→ Work required
Pull every line holding the word "Item" from the data below and copy it.

→ Record extracts

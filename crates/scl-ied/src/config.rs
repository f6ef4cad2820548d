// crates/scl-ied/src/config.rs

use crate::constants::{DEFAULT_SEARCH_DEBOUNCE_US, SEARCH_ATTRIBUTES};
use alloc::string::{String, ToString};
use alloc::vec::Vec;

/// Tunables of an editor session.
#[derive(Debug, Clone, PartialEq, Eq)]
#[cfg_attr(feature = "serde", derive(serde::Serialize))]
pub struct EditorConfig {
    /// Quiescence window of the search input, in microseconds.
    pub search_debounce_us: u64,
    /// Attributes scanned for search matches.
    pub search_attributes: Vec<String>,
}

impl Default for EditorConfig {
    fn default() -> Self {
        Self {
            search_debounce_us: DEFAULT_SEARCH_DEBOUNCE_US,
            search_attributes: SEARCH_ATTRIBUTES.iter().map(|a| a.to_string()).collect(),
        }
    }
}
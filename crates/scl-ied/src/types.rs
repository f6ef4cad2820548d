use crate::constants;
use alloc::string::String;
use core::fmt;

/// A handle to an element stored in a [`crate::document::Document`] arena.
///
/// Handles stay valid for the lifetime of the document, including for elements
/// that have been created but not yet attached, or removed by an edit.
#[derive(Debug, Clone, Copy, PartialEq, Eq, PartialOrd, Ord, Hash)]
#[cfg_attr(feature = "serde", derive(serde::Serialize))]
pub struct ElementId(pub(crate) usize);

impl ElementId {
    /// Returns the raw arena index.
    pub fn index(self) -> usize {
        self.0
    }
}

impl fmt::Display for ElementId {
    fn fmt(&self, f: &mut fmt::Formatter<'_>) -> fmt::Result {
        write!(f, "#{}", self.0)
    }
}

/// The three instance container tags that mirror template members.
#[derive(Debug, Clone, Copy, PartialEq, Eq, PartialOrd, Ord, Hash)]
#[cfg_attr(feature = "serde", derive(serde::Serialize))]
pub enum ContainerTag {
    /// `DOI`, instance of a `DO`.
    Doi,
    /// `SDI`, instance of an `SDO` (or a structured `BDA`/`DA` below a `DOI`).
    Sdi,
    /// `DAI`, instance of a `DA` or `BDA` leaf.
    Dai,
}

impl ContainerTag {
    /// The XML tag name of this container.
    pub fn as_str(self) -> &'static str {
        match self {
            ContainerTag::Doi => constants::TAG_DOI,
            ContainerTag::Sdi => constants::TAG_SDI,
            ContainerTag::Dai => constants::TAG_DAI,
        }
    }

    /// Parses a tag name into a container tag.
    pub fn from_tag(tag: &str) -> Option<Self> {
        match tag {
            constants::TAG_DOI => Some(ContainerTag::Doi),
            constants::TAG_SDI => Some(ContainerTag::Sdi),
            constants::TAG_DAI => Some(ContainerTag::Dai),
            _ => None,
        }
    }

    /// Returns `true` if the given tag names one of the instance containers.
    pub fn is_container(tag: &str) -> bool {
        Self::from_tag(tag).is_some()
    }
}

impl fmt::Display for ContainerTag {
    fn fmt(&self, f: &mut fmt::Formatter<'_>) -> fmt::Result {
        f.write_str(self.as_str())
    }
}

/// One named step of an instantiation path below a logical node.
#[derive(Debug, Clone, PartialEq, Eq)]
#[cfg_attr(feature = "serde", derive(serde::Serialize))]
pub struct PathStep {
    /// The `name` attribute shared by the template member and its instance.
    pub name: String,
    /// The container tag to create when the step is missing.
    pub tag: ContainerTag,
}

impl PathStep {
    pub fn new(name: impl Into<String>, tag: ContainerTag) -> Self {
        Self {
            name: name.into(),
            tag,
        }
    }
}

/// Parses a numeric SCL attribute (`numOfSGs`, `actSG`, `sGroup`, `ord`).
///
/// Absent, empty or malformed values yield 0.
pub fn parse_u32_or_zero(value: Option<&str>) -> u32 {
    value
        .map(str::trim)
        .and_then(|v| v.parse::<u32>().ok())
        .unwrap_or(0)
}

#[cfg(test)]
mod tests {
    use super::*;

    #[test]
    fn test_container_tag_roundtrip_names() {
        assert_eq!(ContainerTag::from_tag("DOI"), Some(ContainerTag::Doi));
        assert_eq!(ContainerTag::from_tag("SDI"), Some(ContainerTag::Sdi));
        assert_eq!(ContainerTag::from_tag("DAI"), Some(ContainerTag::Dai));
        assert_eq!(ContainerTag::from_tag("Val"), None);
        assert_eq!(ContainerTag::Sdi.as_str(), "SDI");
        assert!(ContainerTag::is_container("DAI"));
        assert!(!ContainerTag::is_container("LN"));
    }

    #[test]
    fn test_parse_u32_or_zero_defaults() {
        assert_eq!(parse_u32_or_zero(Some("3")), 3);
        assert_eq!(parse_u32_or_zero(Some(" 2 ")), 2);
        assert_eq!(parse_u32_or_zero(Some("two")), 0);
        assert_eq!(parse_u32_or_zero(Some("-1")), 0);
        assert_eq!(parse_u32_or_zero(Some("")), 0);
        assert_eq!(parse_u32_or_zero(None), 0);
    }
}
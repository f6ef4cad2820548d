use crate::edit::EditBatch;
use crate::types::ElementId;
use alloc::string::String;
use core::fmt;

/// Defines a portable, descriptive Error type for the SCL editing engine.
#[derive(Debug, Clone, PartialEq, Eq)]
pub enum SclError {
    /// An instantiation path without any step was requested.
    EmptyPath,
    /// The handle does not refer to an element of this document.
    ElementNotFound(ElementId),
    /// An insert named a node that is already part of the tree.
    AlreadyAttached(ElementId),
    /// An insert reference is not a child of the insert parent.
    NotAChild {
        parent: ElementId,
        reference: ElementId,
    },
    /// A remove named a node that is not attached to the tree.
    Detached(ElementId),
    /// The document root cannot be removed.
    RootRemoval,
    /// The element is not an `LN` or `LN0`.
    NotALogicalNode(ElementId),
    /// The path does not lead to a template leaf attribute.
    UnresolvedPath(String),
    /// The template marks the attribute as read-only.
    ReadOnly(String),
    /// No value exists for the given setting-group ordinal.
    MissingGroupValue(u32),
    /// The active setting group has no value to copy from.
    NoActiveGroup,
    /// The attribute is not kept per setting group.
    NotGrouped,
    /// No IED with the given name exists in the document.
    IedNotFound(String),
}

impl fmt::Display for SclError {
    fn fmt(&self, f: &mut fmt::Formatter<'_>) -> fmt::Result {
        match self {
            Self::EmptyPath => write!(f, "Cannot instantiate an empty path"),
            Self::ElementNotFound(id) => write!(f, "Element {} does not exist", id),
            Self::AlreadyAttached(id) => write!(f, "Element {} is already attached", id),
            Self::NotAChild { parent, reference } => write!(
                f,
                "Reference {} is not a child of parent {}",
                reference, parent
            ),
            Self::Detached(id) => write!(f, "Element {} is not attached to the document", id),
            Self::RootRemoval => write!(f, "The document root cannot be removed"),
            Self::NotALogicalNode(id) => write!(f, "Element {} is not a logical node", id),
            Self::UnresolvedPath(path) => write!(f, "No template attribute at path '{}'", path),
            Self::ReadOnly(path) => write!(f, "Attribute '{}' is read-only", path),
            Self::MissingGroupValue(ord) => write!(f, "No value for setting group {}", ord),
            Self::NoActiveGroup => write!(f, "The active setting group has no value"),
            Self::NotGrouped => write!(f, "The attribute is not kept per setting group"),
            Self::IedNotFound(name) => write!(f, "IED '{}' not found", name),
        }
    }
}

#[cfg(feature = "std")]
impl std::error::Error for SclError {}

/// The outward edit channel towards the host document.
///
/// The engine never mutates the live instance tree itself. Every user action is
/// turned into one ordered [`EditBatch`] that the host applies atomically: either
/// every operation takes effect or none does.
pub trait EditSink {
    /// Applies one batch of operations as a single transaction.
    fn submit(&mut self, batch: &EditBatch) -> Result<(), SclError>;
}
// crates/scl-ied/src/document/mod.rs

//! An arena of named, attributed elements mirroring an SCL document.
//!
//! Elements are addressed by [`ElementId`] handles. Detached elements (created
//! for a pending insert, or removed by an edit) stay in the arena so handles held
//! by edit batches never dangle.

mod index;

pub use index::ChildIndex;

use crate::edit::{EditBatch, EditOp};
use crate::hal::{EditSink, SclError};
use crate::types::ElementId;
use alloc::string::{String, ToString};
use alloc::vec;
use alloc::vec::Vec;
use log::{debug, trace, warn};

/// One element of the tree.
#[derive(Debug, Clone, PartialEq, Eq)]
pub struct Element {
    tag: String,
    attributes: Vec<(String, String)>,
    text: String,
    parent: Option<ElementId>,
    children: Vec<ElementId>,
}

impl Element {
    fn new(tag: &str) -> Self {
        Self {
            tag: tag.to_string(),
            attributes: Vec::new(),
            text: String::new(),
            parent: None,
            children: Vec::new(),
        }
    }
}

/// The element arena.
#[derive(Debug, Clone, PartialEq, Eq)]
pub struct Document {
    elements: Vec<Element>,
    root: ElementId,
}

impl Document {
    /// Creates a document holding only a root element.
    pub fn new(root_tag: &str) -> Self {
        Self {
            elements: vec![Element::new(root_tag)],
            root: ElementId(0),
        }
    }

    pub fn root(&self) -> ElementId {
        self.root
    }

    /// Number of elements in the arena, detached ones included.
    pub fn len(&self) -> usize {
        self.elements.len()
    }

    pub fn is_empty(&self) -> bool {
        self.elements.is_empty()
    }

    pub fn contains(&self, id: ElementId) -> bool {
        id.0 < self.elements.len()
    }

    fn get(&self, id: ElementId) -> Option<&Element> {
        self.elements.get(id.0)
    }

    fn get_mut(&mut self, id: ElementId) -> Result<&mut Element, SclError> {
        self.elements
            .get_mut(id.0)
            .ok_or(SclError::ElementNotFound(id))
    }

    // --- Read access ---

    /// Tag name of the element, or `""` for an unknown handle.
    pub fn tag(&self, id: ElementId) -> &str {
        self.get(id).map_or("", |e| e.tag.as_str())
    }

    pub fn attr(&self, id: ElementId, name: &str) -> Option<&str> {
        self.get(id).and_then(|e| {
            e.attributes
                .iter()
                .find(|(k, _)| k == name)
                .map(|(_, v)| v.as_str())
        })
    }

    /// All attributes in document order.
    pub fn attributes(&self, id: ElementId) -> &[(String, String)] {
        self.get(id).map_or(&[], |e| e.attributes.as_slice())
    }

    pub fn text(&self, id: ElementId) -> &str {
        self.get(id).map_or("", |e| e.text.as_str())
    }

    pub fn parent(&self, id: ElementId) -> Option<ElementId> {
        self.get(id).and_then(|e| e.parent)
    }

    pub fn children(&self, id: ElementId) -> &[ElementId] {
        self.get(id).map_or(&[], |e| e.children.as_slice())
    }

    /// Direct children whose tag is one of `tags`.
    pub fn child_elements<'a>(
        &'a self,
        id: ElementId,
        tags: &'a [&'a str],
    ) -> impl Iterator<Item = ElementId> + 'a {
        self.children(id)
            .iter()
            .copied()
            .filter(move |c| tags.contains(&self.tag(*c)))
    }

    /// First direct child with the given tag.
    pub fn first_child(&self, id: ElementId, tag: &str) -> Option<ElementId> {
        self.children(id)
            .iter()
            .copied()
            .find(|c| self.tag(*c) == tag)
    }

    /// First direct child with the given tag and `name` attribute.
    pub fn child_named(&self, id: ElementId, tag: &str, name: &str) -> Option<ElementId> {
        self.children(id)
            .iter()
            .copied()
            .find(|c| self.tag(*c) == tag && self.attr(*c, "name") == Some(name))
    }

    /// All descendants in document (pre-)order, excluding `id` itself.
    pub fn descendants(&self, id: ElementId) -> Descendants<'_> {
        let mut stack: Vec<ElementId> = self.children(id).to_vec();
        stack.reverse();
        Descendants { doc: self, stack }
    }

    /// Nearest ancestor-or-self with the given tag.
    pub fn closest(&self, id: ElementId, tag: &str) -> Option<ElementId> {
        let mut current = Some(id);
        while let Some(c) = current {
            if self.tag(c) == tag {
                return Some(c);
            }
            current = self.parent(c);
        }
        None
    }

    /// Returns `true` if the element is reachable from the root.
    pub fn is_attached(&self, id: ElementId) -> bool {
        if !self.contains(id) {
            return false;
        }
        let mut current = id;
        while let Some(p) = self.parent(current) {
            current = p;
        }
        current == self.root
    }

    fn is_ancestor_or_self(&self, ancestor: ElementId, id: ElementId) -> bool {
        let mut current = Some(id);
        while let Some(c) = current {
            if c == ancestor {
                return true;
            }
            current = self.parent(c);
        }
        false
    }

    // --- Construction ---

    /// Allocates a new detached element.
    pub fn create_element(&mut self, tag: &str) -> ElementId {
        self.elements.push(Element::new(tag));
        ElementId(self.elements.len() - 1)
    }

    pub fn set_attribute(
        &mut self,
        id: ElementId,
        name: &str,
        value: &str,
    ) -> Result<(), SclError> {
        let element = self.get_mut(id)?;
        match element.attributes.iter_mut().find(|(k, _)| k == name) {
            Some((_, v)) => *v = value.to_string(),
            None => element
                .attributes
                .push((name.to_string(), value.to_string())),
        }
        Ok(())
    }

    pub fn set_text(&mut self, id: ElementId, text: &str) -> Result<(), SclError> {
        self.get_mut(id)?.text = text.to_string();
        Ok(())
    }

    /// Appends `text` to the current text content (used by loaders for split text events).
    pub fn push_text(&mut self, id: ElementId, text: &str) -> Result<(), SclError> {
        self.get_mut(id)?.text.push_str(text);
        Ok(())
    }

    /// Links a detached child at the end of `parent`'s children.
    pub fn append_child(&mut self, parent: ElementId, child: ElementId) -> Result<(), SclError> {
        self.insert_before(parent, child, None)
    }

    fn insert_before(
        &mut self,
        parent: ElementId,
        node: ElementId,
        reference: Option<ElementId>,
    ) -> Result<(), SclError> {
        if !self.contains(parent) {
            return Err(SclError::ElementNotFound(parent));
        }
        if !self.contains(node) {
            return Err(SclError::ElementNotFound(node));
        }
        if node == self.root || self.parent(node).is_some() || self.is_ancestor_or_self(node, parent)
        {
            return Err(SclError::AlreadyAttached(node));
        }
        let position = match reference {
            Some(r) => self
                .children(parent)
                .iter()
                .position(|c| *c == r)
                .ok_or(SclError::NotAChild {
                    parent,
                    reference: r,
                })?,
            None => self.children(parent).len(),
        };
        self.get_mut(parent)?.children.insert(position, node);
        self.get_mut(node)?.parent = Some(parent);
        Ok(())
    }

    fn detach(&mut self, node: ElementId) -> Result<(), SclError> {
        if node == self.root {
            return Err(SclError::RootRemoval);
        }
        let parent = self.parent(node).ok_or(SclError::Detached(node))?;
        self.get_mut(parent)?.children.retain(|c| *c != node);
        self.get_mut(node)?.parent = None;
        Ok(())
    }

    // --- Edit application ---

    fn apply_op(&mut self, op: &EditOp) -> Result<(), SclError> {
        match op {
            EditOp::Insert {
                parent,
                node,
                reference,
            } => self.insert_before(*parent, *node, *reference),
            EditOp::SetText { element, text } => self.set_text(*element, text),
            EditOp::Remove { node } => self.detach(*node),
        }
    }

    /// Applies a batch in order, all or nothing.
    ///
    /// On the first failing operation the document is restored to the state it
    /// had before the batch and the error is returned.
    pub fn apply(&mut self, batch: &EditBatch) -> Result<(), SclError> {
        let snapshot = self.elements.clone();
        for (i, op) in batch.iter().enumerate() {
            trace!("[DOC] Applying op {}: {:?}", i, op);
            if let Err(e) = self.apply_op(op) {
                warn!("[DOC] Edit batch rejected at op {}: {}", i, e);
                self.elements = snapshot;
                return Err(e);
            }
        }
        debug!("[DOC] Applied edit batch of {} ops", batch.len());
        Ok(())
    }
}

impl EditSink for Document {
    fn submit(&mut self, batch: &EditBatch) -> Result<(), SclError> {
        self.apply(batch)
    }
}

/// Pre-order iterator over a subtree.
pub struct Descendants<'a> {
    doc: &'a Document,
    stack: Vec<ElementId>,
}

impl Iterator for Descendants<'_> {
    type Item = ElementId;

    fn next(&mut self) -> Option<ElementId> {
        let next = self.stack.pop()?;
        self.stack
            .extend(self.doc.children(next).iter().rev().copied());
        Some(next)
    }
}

→ Exercise response
    ) -> impl Iterator<Item = ElementId> + 'a {
    type Item = ElementId;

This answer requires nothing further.